In a subsequent letter to the Committee on 4 April, Sunak acknowledged the “minority stake” his wife holds in Koru Kids and said that it had “rightly been declared to the Cabinet Office”. Downing Street says the prime minister will clarify how it was declared as a ministerial interest, rather than to the Commons.
The primary issue for Sunak is not his imminent resignation, but that this clumsy episode will generate a further opportunity to remind voters, should they need it, of just how extraordinarily wealthy he and his wife are. This would be awkward during strong economic times, let alone when voters are suffering the largest fall in real living standards in a century.
Indeed it was only last week, on the day it was confirmed that UK GDP growth flatlined in February, that Murthy landed a £6.7m payout in dividends from Infosys, a Bangalore-based tech company founded by her father. That takes her dividends to over £20m in the past 12 months. For context, her stake in the company is worth more than half a billion pounds.
That the prime minister is rich and his wife even more so is not news to voters – just look at this world cloud produced by market research firm Savanta. But it reinforces a vulnerability and harks back to perhaps the most difficult moment of Sunak’s short political career, when it was revealed last year that his wife was claiming non-dom status, meaning she did not have to pay tax on her overseas income. Sunak condemned the stories at the time as “unpleasant smears”.
I suspect many people still don’t appreciate just how wealthy Sunak and his family are, and assume Keir Starmer is nearly as rich. That is why investigations such as this are unhelpful, especially at a time when the prime minister is eager to construct a comeback narrative.
For as long as Sunak remains the Conservative Party’s strongest asset, any story that reminds voters of his stunning wealth is a boon to Labour.
Elsewhere in the paper, Daniel Keane reports on the terrible state of the NHS in London. Latest figures show that in February, 22,000 people waited longer than 12 hours to be seen in the capital’s hospitals, representing more than one in 10 of those who attended.
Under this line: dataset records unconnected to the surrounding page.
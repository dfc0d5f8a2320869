//! Error types for the IRC protocol library.

use thiserror::Error;

/// Failure to tokenize a raw protocol line.
#[derive(Debug, Clone, PartialEq, Eq, Error)]
#[non_exhaustive]
pub enum LineParseError {
    /// The line was empty (or only a line terminator).
    #[error("empty line")]
    Empty,

    /// The command token was missing or malformed.
    #[error("invalid command at byte {position} in {line:?}")]
    InvalidCommand {
        /// The offending input.
        line: String,
        /// Byte offset where the command was expected.
        position: usize,
    },
}

/// A `CASEMAPPING` value this library has no mapping for.
#[derive(Debug, Clone, PartialEq, Eq, Error)]
#[error("unknown casemapping: {0}")]
pub struct UnknownCaseMapping(pub String);
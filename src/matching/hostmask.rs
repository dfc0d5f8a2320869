//! Predicates over a line's sender.

use std::fmt;

use slirc_proto::{CaseFolder, Prefix};

use super::folded::FoldedValue;

/// A constraint on who sent a reply line.
#[derive(Debug, Clone, PartialEq, Eq)]
pub enum IdentityPredicate {
    /// Folded nickname equality; user and host are ignored (`nick!*@*`).
    Nickname(FoldedValue),
}

impl IdentityPredicate {
    pub fn nickname(nickname: impl Into<String>) -> Self {
        Self::Nickname(FoldedValue::new(nickname))
    }

    pub fn matches(&self, folder: &dyn CaseFolder, sender: &Prefix) -> bool {
        match self {
            Self::Nickname(nickname) => nickname.matches(folder, sender.nickname()),
        }
    }
}

impl fmt::Display for IdentityPredicate {
    fn fmt(&self, f: &mut fmt::Formatter<'_>) -> fmt::Result {
        match self {
            Self::Nickname(nickname) => write!(f, "Hostmask(\"{}!*@*\")", nickname.as_str()),
        }
    }
}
One London trust, Barking, Havering and Redbridge University Hospitals, saw nearly one-third of patients waiting at least 12 hours, the highest of any in the country. The NHS’s operational standard states that at least 95 per cent of patients be admitted, transferred or discharged within four hours. This target has not been met nationally since 2015.
In the comment pages, Philip Collins calls on Labour to scrap its tuition fees pledge and end middle-class handouts. Rob Rinder is embracing JOMO (joy of missing out) after the shock of not being invited to the Coronation. While Harris Bokhari says we can change the world, one iftar at a time.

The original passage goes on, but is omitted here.